Given the shared problem of medical unprofessionalism in healthcare contexts globally, sociocultural examination of the translation gap between professionalism frameworks and perceptions of unprofessional behaviour offers valuable insights and unique cultural perspectives, worthy of integration into teaching and national frameworks for local cultural relevance and reflective of professional practice. This may help to appropriately set professionalism guidelines relative and responsive to the needs of our students and patients locally, and importantly, guide educators in assessing professionalism concerns arising within these populations.

Acknowledgements

We express our deepest thanks to Mr Oliver Stanyon for conducting the Japanese-English translation and back-translation for this study, and for language-editing the manuscript.


This study was funded by a Japan Society for the Promotion of Science Kakenhi category C grant, number 21K10377 and the NIHR Applied Research Collaboration Northwest London. The views expressed are those of the author(s) and not necessarily those of the NIHR or the Department of Health and Social Care.

Conflict of Interest Disclosure

The authors have no conflicts of interest to declare.

Appendix 1: Post Q-sort questionnaire

1.Please indicate which country you are based in


◯UK


◯Japan


2.Please indicate your occupation


◯Medical Student


◯Clinician Educator


◯Non-Clinician Educator


◯Administrator


3.If you are a medical student, please indicate your year of study


◯1


◯2


◯3


◯4


◯5


◯6


◯N/A


4.If you are an educator or an administrator, please indicate how many years you have worked in education


◯0-5 years


◯5-10 years


◯10-15 years


◯15-20 years


◯>20 years


◯N/A


5.Do you have any international experience (for example living or working in another culture)?

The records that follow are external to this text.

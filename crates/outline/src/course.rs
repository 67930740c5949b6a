//! Course outline - ordered modules and lessons

use crate::policy::UnlockPolicy;
use acadia_core::Points;
use serde::{Deserialize, Serialize};

/// A single lesson within a module.
#[derive(Debug, Clone, PartialEq, Serialize, Deserialize)]
pub struct Lesson {
    pub id: String,

    /// Id of the owning module (must match the module this lesson sits in)
    pub module_id: String,

    /// Zero-based rank within the owning module, dense and unique
    pub order: u32,

    /// Free-preview override: reachable without an entitlement
    #[serde(default)]
    pub is_preview: bool,

    /// Manual instructor lock, independent of the module's gate
    #[serde(default)]
    pub is_locked: bool,

    /// Points awarded the first time the lesson is completed
    #[serde(default)]
    pub points_on_completion: Points,

    /// Watched-seconds mark at which the lesson counts as complete.
    /// Zero means the lesson completes only on an explicit complete signal.
    #[serde(default)]
    pub completion_threshold_secs: u32,
}

impl Lesson {
    /// Create a plain lesson with no flags set
    pub fn new(id: impl Into<String>, module_id: impl Into<String>, order: u32) -> Self {
        Self {
            id: id.into(),
            module_id: module_id.into(),
            order,
            is_preview: false,
            is_locked: false,
            points_on_completion: Points::ZERO,
            completion_threshold_secs: 0,
        }
    }

    /// Set the points awarded on completion
    pub fn with_points(mut self, points: u64) -> Self {
        self.points_on_completion = Points::new(points);
        self
    }

    /// Set the watch-time completion threshold
    pub fn with_threshold_secs(mut self, secs: u32) -> Self {
        self.completion_threshold_secs = secs;
        self
    }

    /// Mark as a free-preview lesson
    pub fn preview(mut self) -> Self {
        self.is_preview = true;
        self
    }

    /// Mark as manually locked by the instructor
    pub fn locked(mut self) -> Self {
        self.is_locked = true;
        self
    }
}

/// A module: an ordered group of lessons, optionally drip-gated.
#[derive(Debug, Clone, PartialEq, Serialize, Deserialize)]
pub struct Module {
    pub id: String,

    /// Zero-based rank within the course, dense and unique
    pub order: u32,

    /// Arms the module's drip gate; without an unlock policy the module
    /// is not time-gated
    #[serde(default)]
    pub is_locked: bool,

    /// Drip-release policy, meaningful only while `is_locked` is set
    #[serde(default, skip_serializing_if = "Option::is_none")]
    pub unlock_policy: Option<UnlockPolicy>,

    pub lessons: Vec<Lesson>,
}

impl Module {
    pub fn new(id: impl Into<String>, order: u32, lessons: Vec<Lesson>) -> Self {
        Self {
            id: id.into(),
            order,
            is_locked: false,
            unlock_policy: None,
            lessons,
        }
    }

    /// Arm the drip gate with the given policy
    pub fn drip(mut self, policy: UnlockPolicy) -> Self {
        self.is_locked = true;
        self.unlock_policy = Some(policy);
        self
    }
}

/// The full outline of a course: ordered modules owning ordered lessons.
#[derive(Debug, Clone, PartialEq, Serialize, Deserialize)]
pub struct CourseOutline {
    pub id: String,

    /// When set, a lesson unlocks only after every lesson with a strictly
    /// lower (module order, lesson order) has been completed
    #[serde(default)]
    pub sequential: bool,

    pub modules: Vec<Module>,
}

impl CourseOutline {
    pub fn new(id: impl Into<String>, modules: Vec<Module>) -> Self {
        Self {
            id: id.into(),
            sequential: false,
            modules,
        }
    }

    /// Enable sequential prerequisite gating for this course
    pub fn sequential(mut self) -> Self {
        self.sequential = true;
        self
    }

    /// Total number of lessons across all modules
    pub fn total_lesson_count(&self) -> usize {
        self.modules.iter().map(|m| m.lessons.len()).sum()
    }

    /// Find a lesson and its owning module by lesson id
    pub fn find_lesson(&self, lesson_id: &str) -> Option<(&Module, &Lesson)> {
        self.modules.iter().find_map(|module| {
            module
                .lessons
                .iter()
                .find(|lesson| lesson.id == lesson_id)
                .map(|lesson| (module, lesson))
        })
    }

    /// Find a module by id
    pub fn find_module(&self, module_id: &str) -> Option<&Module> {
        self.modules.iter().find(|m| m.id == module_id)
    }

    /// All lessons in course order: ascending (module order, lesson order)
    pub fn lessons_in_order(&self) -> Vec<&Lesson> {
        let mut modules: Vec<&Module> = self.modules.iter().collect();
        modules.sort_by_key(|m| m.order);

        let mut out = Vec::with_capacity(self.total_lesson_count());
        for module in modules {
            let mut lessons: Vec<&Lesson> = module.lessons.iter().collect();
            lessons.sort_by_key(|l| l.order);
            out.extend(lessons);
        }
        out
    }

    /// Lessons strictly before the given position in course order
    pub fn lessons_before(&self, module_order: u32, lesson_order: u32) -> Vec<&Lesson> {
        self.lessons_in_order()
            .into_iter()
            .take_while(|l| {
                let m = self
                    .find_module(&l.module_id)
                    .map(|m| m.order)
                    .unwrap_or(u32::MAX);
                (m, l.order) < (module_order, lesson_order)
            })
            .collect()
    }
}

#[cfg(test)]
mod tests {
    use super::*;

    fn sample_course() -> CourseOutline {
        CourseOutline::new(
            "rust-101",
            vec![
                Module::new(
                    "m1",
                    0,
                    vec![Lesson::new("l1", "m1", 0), Lesson::new("l2", "m1", 1)],
                ),
                Module::new("m2", 1, vec![Lesson::new("l3", "m2", 0)]),
            ],
        )
    }

    #[test]
    fn test_total_lesson_count() {
        assert_eq!(sample_course().total_lesson_count(), 3);
    }

    #[test]
    fn test_find_lesson() {
        let course = sample_course();
        let (module, lesson) = course.find_lesson("l3").unwrap();
        assert_eq!(module.id, "m2");
        assert_eq!(lesson.order, 0);
        assert!(course.find_lesson("nope").is_none());
    }

    #[test]
    fn test_lessons_in_order() {
        let course = sample_course();
        let ids: Vec<&str> = course
            .lessons_in_order()
            .iter()
            .map(|l| l.id.as_str())
            .collect();
        assert_eq!(ids, vec!["l1", "l2", "l3"]);
    }

    #[test]
    fn test_lessons_in_order_sorts_by_rank_not_position() {
        // Modules and lessons stored out of order still iterate by rank
        let course = CourseOutline::new(
            "c",
            vec![
                Module::new("m2", 1, vec![Lesson::new("l3", "m2", 0)]),
                Module::new(
                    "m1",
                    0,
                    vec![Lesson::new("l2", "m1", 1), Lesson::new("l1", "m1", 0)],
                ),
            ],
        );
        let ids: Vec<&str> = course
            .lessons_in_order()
            .iter()
            .map(|l| l.id.as_str())
            .collect();
        assert_eq!(ids, vec!["l1", "l2", "l3"]);
    }

    #[test]
    fn test_lessons_before() {
        let course = sample_course();
        let before: Vec<&str> = course
            .lessons_before(1, 0)
            .iter()
            .map(|l| l.id.as_str())
            .collect();
        assert_eq!(before, vec!["l1", "l2"]);
        assert!(course.lessons_before(0, 0).is_empty());
    }
}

If so, please give brief details below. This may include a description of your role, duration of the experience, the countries/cultures involved, etc.


6.Which 2 statements did you feel are MOST unprofessional? Please explain WHY you felt these were the most unprofessional of the behaviours listed. You can view your Qsort by clicking the yellow “view Qsort” button at the bottom of the screen.


7.Which 2 statements did you feel are LEAST unprofessional? Please explain WHY you felt these were the least unprofessional of the behaviours listed. You can view your Qsort by clicking the yellow “view Qsort” button at the bottom of the screen.